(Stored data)
..............................

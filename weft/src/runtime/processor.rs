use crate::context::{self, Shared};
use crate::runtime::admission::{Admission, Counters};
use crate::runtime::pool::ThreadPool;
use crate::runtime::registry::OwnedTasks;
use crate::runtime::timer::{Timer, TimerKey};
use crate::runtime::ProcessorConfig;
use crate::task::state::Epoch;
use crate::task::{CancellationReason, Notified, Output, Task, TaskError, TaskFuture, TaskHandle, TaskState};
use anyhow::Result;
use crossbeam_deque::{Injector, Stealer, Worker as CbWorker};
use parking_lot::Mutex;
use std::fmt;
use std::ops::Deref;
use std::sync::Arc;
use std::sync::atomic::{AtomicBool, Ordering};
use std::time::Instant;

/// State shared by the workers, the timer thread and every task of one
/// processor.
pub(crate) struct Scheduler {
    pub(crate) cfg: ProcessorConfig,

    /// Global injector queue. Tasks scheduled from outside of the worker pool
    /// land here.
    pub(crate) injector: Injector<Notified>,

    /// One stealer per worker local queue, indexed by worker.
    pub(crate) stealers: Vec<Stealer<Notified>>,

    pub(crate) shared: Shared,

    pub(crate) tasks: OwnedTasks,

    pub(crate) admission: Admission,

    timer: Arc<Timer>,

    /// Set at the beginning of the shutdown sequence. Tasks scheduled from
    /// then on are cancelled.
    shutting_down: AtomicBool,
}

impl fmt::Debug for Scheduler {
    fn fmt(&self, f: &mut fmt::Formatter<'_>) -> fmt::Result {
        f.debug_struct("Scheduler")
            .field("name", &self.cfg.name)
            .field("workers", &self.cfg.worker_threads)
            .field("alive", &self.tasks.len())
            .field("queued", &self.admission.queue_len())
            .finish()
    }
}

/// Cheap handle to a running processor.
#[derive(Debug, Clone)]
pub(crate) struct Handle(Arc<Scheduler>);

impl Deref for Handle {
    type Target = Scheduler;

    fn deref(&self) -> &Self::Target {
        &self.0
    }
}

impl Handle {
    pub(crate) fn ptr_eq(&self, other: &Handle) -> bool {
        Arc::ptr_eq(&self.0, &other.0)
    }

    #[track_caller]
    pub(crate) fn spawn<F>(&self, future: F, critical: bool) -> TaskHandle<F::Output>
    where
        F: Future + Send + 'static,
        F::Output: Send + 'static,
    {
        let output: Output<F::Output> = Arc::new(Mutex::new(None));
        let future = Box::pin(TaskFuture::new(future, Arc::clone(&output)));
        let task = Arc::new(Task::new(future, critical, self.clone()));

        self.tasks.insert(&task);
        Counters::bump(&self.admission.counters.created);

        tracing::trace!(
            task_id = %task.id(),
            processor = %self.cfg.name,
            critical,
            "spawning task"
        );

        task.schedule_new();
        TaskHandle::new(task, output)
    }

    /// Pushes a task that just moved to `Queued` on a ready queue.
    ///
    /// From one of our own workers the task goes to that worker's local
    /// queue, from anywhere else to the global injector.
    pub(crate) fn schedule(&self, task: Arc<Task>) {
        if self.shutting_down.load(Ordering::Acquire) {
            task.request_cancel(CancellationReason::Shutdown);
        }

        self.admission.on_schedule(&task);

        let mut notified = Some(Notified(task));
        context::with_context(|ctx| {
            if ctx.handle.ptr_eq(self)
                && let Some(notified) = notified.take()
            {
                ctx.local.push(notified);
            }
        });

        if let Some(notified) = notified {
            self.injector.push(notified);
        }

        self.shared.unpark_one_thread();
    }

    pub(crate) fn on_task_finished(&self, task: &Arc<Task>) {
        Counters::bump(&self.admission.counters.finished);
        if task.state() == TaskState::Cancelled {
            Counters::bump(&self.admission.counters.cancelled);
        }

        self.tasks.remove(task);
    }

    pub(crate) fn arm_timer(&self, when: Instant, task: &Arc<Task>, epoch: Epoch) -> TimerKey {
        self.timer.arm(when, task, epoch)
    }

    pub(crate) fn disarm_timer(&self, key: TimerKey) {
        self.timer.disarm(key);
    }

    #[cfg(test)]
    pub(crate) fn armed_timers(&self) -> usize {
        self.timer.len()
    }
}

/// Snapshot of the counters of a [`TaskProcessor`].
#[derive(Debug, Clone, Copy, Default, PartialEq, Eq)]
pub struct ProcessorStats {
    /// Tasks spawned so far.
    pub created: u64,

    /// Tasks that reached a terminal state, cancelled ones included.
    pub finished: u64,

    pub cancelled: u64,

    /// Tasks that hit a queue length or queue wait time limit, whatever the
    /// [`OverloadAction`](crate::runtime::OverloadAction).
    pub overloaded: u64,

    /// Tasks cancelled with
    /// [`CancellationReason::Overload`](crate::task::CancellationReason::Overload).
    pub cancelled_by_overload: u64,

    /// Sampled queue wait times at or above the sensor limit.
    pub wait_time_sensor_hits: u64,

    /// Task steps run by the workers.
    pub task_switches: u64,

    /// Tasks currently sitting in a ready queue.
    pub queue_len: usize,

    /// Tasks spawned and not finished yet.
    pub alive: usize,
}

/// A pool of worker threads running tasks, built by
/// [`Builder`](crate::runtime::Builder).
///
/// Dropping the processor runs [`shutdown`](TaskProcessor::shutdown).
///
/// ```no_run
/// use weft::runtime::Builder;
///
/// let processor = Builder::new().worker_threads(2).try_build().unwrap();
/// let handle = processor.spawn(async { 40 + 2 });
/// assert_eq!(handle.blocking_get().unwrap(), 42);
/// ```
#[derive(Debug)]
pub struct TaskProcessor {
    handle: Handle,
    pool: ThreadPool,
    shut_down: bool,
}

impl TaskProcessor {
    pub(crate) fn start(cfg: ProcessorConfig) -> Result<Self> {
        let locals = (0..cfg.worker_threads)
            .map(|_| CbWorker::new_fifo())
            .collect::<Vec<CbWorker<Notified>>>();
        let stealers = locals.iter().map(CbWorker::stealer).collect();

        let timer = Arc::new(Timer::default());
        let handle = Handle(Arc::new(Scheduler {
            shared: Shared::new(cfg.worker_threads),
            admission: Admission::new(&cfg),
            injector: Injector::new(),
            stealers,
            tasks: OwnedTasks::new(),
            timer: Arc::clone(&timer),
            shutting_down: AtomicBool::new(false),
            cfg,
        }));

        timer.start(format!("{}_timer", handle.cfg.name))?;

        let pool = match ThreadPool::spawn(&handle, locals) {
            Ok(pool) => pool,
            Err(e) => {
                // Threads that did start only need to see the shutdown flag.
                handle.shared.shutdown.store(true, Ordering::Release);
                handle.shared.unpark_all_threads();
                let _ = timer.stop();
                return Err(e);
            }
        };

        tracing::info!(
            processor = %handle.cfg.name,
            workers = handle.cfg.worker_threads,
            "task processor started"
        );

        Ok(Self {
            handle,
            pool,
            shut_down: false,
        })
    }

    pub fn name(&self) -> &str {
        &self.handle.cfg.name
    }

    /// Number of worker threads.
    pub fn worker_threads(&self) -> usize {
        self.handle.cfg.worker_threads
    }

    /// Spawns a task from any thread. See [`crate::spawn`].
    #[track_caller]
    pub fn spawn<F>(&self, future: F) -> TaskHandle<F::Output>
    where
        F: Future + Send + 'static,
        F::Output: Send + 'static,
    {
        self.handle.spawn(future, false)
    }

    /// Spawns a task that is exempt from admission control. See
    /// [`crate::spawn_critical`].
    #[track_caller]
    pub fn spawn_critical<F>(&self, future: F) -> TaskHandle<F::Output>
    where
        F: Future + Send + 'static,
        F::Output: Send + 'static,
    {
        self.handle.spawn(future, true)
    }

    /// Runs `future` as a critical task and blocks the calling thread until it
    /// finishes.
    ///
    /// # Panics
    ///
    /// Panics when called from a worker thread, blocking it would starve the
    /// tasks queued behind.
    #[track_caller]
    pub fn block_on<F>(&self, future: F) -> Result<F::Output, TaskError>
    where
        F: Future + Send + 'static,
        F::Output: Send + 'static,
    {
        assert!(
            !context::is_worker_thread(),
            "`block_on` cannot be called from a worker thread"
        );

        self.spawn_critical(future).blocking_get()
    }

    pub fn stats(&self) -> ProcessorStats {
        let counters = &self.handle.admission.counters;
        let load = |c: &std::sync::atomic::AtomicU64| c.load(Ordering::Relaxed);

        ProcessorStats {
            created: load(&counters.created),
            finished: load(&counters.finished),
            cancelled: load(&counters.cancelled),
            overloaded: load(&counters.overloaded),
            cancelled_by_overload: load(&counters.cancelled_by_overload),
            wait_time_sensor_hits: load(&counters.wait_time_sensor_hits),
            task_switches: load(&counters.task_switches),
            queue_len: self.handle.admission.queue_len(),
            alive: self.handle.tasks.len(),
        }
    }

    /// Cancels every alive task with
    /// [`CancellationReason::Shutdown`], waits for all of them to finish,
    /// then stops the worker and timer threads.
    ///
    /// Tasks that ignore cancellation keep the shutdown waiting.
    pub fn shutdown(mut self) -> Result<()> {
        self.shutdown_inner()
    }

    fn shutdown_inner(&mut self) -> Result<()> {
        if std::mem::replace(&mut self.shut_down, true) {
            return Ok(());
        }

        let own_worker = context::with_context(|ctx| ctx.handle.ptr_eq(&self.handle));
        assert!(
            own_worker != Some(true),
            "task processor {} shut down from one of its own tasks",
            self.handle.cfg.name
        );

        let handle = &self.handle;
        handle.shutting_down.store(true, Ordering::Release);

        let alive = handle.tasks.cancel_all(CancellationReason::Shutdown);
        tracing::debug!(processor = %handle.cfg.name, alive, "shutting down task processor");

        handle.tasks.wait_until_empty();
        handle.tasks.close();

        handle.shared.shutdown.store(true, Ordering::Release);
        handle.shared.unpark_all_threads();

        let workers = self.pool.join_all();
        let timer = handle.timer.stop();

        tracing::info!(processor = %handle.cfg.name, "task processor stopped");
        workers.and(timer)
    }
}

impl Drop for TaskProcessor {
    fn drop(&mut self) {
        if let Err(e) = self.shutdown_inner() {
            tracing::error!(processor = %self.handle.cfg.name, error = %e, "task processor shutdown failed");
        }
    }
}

..............................

## Task objective
Lines holding the word "derive" are the answer; copy each one from the records above.

## Task solution
#[derive(Debug, Clone)]
#[derive(Debug, Clone, Copy, Default, PartialEq, Eq)]
#[derive(Debug)]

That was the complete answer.